- **Exercise**: All that is needed is the listing, given back exactly.
+---+
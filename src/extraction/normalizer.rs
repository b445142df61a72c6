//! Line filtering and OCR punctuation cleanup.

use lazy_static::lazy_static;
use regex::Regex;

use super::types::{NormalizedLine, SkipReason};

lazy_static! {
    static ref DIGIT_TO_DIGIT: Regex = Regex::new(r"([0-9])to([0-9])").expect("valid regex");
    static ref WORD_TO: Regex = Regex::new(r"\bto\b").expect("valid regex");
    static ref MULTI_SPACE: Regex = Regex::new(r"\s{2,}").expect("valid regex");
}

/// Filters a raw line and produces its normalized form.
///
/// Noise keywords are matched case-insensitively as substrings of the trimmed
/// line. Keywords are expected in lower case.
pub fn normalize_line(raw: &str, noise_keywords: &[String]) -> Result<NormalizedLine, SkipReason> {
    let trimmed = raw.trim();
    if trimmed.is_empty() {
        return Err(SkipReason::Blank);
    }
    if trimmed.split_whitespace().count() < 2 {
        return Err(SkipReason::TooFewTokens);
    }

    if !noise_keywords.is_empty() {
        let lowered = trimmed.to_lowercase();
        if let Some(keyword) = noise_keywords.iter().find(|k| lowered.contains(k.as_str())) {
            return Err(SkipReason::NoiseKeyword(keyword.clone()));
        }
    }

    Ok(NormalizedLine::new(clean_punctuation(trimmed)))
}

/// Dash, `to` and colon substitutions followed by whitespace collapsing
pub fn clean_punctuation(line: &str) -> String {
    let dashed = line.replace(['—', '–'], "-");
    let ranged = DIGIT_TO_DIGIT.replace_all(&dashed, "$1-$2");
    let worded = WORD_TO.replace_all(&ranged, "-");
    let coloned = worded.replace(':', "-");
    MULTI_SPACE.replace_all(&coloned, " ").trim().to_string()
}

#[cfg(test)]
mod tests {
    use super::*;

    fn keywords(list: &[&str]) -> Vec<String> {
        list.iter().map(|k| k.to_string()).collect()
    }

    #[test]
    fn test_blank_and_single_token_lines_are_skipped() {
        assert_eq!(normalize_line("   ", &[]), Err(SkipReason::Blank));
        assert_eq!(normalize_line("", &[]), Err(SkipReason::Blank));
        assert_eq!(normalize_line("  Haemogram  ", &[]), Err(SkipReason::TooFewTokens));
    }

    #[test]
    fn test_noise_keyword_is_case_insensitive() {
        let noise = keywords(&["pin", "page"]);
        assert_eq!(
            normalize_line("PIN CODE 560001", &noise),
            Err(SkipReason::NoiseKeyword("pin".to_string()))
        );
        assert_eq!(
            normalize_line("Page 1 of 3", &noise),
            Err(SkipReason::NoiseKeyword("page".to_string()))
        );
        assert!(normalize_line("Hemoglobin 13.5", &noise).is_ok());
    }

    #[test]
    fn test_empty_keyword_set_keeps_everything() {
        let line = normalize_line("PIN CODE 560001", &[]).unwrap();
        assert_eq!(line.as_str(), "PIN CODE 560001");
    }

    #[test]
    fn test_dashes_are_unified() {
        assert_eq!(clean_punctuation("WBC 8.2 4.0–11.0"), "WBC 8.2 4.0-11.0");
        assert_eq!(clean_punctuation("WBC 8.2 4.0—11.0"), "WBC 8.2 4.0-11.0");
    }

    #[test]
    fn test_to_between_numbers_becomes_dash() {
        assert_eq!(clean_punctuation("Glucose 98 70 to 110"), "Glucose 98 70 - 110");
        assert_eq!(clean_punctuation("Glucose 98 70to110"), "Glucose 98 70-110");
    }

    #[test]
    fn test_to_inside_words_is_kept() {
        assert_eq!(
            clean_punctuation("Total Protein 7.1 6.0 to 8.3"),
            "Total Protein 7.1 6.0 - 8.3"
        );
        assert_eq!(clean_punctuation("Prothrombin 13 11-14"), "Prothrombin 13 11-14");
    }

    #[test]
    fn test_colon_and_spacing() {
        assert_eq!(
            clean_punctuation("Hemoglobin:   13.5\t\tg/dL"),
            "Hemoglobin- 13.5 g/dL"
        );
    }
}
+---+
- **Solution for this problem**:
filename src/extraction/normalizer.rs
repository b445142df61a72c6
//! Line filtering and OCR punctuation cleanup.

use lazy_static::lazy_static;
use regex::Regex;

use super::types::{NormalizedLine, SkipReason};

lazy_static! {
    static ref DIGIT_TO_DIGIT: Regex = Regex::new(r"([0-9])to([0-9])").expect("valid regex");
    static ref WORD_TO: Regex = Regex::new(r"\bto\b").expect("valid regex");
    static ref MULTI_SPACE: Regex = Regex::new(r"\s{2,}").expect("valid regex");
}

/// Filters a raw line and produces its normalized form.
///
/// Noise keywords are matched case-insensitively as substrings of the trimmed
/// line. Keywords are expected in lower case.
pub fn normalize_line(raw: &str, noise_keywords: &[String]) -> Result<NormalizedLine, SkipReason> {
    let trimmed = raw.trim();
    if trimmed.is_empty() {
        return Err(SkipReason::Blank);
    }
    if trimmed.split_whitespace().count() < 2 {
        return Err(SkipReason::TooFewTokens);
    }

    if !noise_keywords.is_empty() {
        let lowered = trimmed.to_lowercase();
        if let Some(keyword) = noise_keywords.iter().find(|k| lowered.contains(k.as_str())) {
            return Err(SkipReason::NoiseKeyword(keyword.clone()));
        }
    }

    Ok(NormalizedLine::new(clean_punctuation(trimmed)))
}

/// Dash, `to` and colon substitutions followed by whitespace collapsing
pub fn clean_punctuation(line: &str) -> String {
    let dashed = line.replace(['—', '–'], "-");
    let ranged = DIGIT_TO_DIGIT.replace_all(&dashed, "$1-$2");
    let worded = WORD_TO.replace_all(&ranged, "-");
    let coloned = worded.replace(':', "-");
    MULTI_SPACE.replace_all(&coloned, " ").trim().to_string()
}

#[cfg(test)]
mod tests {
    use super::*;

    fn keywords(list: &[&str]) -> Vec<String> {
        list.iter().map(|k| k.to_string()).collect()
    }

    #[test]
    fn test_blank_and_single_token_lines_are_skipped() {
        assert_eq!(normalize_line("   ", &[]), Err(SkipReason::Blank));
        assert_eq!(normalize_line("", &[]), Err(SkipReason::Blank));
        assert_eq!(normalize_line("  Haemogram  ", &[]), Err(SkipReason::TooFewTokens));
    }

    #[test]
    fn test_noise_keyword_is_case_insensitive() {
        let noise = keywords(&["pin", "page"]);
        assert_eq!(
            normalize_line("PIN CODE 560001", &noise),
            Err(SkipReason::NoiseKeyword("pin".to_string()))
        );
        assert_eq!(
            normalize_line("Page 1 of 3", &noise),
            Err(SkipReason::NoiseKeyword("page".to_string()))
        );
        assert!(normalize_line("Hemoglobin 13.5", &noise).is_ok());
    }

    #[test]
    fn test_empty_keyword_set_keeps_everything() {
        let line = normalize_line("PIN CODE 560001", &[]).unwrap();
        assert_eq!(line.as_str(), "PIN CODE 560001");
    }

    #[test]
    fn test_dashes_are_unified() {
        assert_eq!(clean_punctuation("WBC 8.2 4.0–11.0"), "WBC 8.2 4.0-11.0");
        assert_eq!(clean_punctuation("WBC 8.2 4.0—11.0"), "WBC 8.2 4.0-11.0");
    }

    #[test]
    fn test_to_between_numbers_becomes_dash() {
        assert_eq!(clean_punctuation("Glucose 98 70 to 110"), "Glucose 98 70 - 110");
        assert_eq!(clean_punctuation("Glucose 98 70to110"), "Glucose 98 70-110");
    }

    #[test]
    fn test_to_inside_words_is_kept() {
        assert_eq!(
            clean_punctuation("Total Protein 7.1 6.0 to 8.3"),
            "Total Protein 7.1 6.0 - 8.3"
        );
        assert_eq!(clean_punctuation("Prothrombin 13 11-14"), "Prothrombin 13 11-14");
    }

    #[test]
    fn test_colon_and_spacing() {
        assert_eq!(
            clean_punctuation("Hemoglobin:   13.5\t\tg/dL"),
            "Hemoglobin- 13.5 g/dL"
        );
    }
}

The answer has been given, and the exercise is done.